A partire dal XV secolo, infatti, si diffuse in Russia l’uso delle cosiddette “icone da viaggio”, leggere e facilmente trasportabili, concepite per non separare mai il credente dalle immagini più venerate. Il polittico, insieme al dittico e al trittico, divenne una delle forme privilegiate di questa pratica devozionale, grazie alla sua capacità di racchiudere più scene sacre in un’unica tavola compatta.
L’opera appartiene alla tipologia delle “icone di famiglia”, composizioni commissionate secondo le esigenze spirituali del nucleo domestico. La selezione delle immagini rispondeva a criteri profondamente personali: festività liturgiche particolarmente care, immagini mariane oggetto di speciale venerazione, oppure santi patroni legati ai nomi e alle date significative della famiglia. In questo polittico, le Feste sono distribuite in riquadri ben delimitati, ciascuno concepito come unità narrativa autonoma, ma armonicamente inserita in un insieme coerente.

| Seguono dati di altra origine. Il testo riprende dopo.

use serde::{Deserialize, Serialize};

use crate::core::Viewport;
use crate::error::ChartResult;
use crate::render::{Color, RenderFrame};

/// Capability of being rendered into a frame.
///
/// A section frame treats its body as opaque: it never inspects or
/// transforms the content, it only delegates rendering.
pub trait SectionBody {
    fn render(&self, viewport: Viewport) -> ChartResult<RenderFrame>;
}

/// One-way entrance-animation latch.
///
/// The reveal fires at most once per mount: the first viewport entry
/// transitions the latch and every later entry or exit is ignored. A fresh
/// mount gets a fresh latch.
#[derive(Debug, Clone, Copy, PartialEq, Eq, Default, Serialize, Deserialize)]
pub struct RevealLatch {
    revealed: bool,
}

impl RevealLatch {
    #[must_use]
    pub fn new() -> Self {
        Self::default()
    }

    /// Returns `true` only on the transition that reveals the section.
    pub fn on_enter_viewport(&mut self) -> bool {
        if self.revealed {
            return false;
        }
        self.revealed = true;
        true
    }

    /// Leaving the viewport never resets the latch.
    pub fn on_exit_viewport(&mut self) {}

    #[must_use]
    pub fn is_revealed(self) -> bool {
        self.revealed
    }
}

/// Timing of the entrance transition, applied by the host when the latch
/// fires.
#[derive(Debug, Clone, Copy, PartialEq, Serialize, Deserialize)]
pub struct RevealTransition {
    pub duration_secs: f64,
    pub delay_secs: f64,
    pub offset_y_px: f64,
}

impl Default for RevealTransition {
    fn default() -> Self {
        Self {
            duration_secs: 0.6,
            delay_secs: 0.0,
            offset_y_px: 20.0,
        }
    }
}

/// Layout wrapper for one report topic: heading chrome plus an opaque
/// renderable body revealed once on first viewport entry.
pub struct SectionFrame {
    anchor: String,
    title: String,
    subtitle: Option<String>,
    icon: Option<String>,
    accent: Color,
    body: Box<dyn SectionBody>,
    latch: RevealLatch,
    transition: RevealTransition,
}

impl SectionFrame {
    #[must_use]
    pub fn new(
        anchor: impl Into<String>,
        title: impl Into<String>,
        accent: Color,
        body: Box<dyn SectionBody>,
    ) -> Self {
        Self {
            anchor: anchor.into(),
            title: title.into(),
            subtitle: None,
            icon: None,
            accent,
            body,
            latch: RevealLatch::new(),
            transition: RevealTransition::default(),
        }
    }

    #[must_use]
    pub fn with_subtitle(mut self, subtitle: impl Into<String>) -> Self {
        self.subtitle = Some(subtitle.into());
        self
    }

    #[must_use]
    pub fn with_icon(mut self, icon: impl Into<String>) -> Self {
        self.icon = Some(icon.into());
        self
    }

    #[must_use]
    pub fn anchor(&self) -> &str {
        &self.anchor
    }

    #[must_use]
    pub fn title(&self) -> &str {
        &self.title
    }

    #[must_use]
    pub fn subtitle(&self) -> Option<&str> {
        self.subtitle.as_deref()
    }

    #[must_use]
    pub fn icon(&self) -> Option<&str> {
        self.icon.as_deref()
    }

    #[must_use]
    pub fn accent(&self) -> Color {
        self.accent
    }

    #[must_use]
    pub fn transition(&self) -> RevealTransition {
        self.transition
    }

    #[must_use]
    pub fn is_revealed(&self) -> bool {
        self.latch.is_revealed()
    }

    /// Forwards a viewport entry to the latch; `true` means the host should
    /// play the entrance transition now.
    pub fn on_enter_viewport(&mut self) -> bool {
        self.latch.on_enter_viewport()
    }

    pub fn on_exit_viewport(&mut self) {
        self.latch.on_exit_viewport();
    }

    /// Renders the body without inspecting it.
    pub fn render_body(&self, viewport: Viewport) -> ChartResult<RenderFrame> {
        self.body.render(viewport)
    }
}

impl std::fmt::Debug for SectionFrame {
    fn fmt(&self, f: &mut std::fmt::Formatter<'_>) -> std::fmt::Result {
        f.debug_struct("SectionFrame")
            .field("anchor", &self.anchor)
            .field("title", &self.title)
            .field("subtitle", &self.subtitle)
            .field("icon", &self.icon)
            .field("revealed", &self.latch.is_revealed())
            .finish_non_exhaustive()
    }
}
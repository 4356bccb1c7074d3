//! Exports the four shipped report charts to PNG files.
//!
//! Usage: `cargo run --bin render_report --features cairo-backend [out_dir]`

use std::path::PathBuf;

use report_charts::api::{
    ChartStyleSheet, build_grouped_bar_frame, build_involvement_frame, build_radar_frame,
    build_timeline_frame,
};
use report_charts::content;
use report_charts::core::Viewport;
use report_charts::render::{CairoRenderer, Renderer};
use report_charts::{ChartResult, telemetry};

fn main() -> ChartResult<()> {
    let _ = telemetry::init_default_tracing();

    let out_dir = std::env::args()
        .nth(1)
        .map_or_else(|| PathBuf::from("."), PathBuf::from);
    let styles = ChartStyleSheet::default();

    let large = Viewport::new(700, 350);
    let small = Viewport::new(600, 300);

    let charts = [
        (
            "diagnosis_radar.png",
            build_radar_frame(&content::diagnosis_radar_data(), large, &styles.radar)?.frame,
        ),
        (
            "objectives_bars.png",
            build_grouped_bar_frame(&content::objectives_bar_data(), large, &styles.bars)?.frame,
        ),
        (
            "stakeholder_involvement.png",
            build_involvement_frame(&content::stakeholder_data(), small, &styles.involvement)?
                .frame,
        ),
        (
            "timeline_donut.png",
            build_timeline_frame(&content::timeline_data(), small, &styles.timeline)?.frame,
        ),
    ];

    for (file_name, frame) in charts {
        let mut renderer =
            CairoRenderer::new(frame.viewport.width as i32, frame.viewport.height as i32)?;
        renderer.render(&frame)?;
        let path = out_dir.join(file_name);
        renderer.write_png(&path)?;
        println!("wrote {}", path.display());
    }

    Ok(())
}
mod grouped_bar_frame_builder;
mod involvement_frame_builder;
mod legend_layout_builder;
mod radar_frame_builder;
pub mod style;
mod timeline_frame_builder;
mod tooltip_resolver;

pub use grouped_bar_frame_builder::{GroupedBarScene, build_grouped_bar_frame};
pub use involvement_frame_builder::{InvolvementScene, build_involvement_frame};
pub use legend_layout_builder::{
    LegendEntry, LegendLayoutConfig, LegendOrientation, LegendRowGeometry, build_legend_rows,
};
pub use radar_frame_builder::{RadarScene, build_radar_frame};
pub use style::{
    ChartStyleSheet, GroupedBarStyle, InvolvementStyle, RadarStyle, TimelineStyle, palette,
};
pub use timeline_frame_builder::{TimelineScene, build_timeline_frame};
pub use tooltip_resolver::{
    TooltipContent, resolve_bar_tooltip, resolve_involvement_tooltip, resolve_radar_tooltip,
    resolve_timeline_tooltip,
};
use serde::{Deserialize, Serialize};

#[derive(Debug, Clone, Copy, PartialEq, Eq, Serialize, Deserialize)]
pub struct Viewport {
    pub width: u32,
    pub height: u32,
}

impl Viewport {
    #[must_use]
    pub fn new(width: u32, height: u32) -> Self {
        Self { width, height }
    }

    #[must_use]
    pub fn is_valid(self) -> bool {
        self.width > 0 && self.height > 0
    }
}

Dal punto di vista iconografico, la disposizione ordinata delle scene riflette l’intento dell’iconografo di guidare la meditazione del fedele, ponendo al centro il mistero della storia della salvezza così come si manifesta nel ciclo liturgico. La scelta della regione di Vladimir non è casuale: quest’area fu uno dei più importanti centri di produzione iconografica, capace di coniugare tradizione moscovita e sensibilità locali.
Nel suo insieme, questo polittico da viaggio non è soltanto un oggetto di pietà personale, ma anche una preziosa testimonianza storica, che restituisce il rapporto intimo tra fede, quotidianità e arte sacra nella Russia del XIX secolo.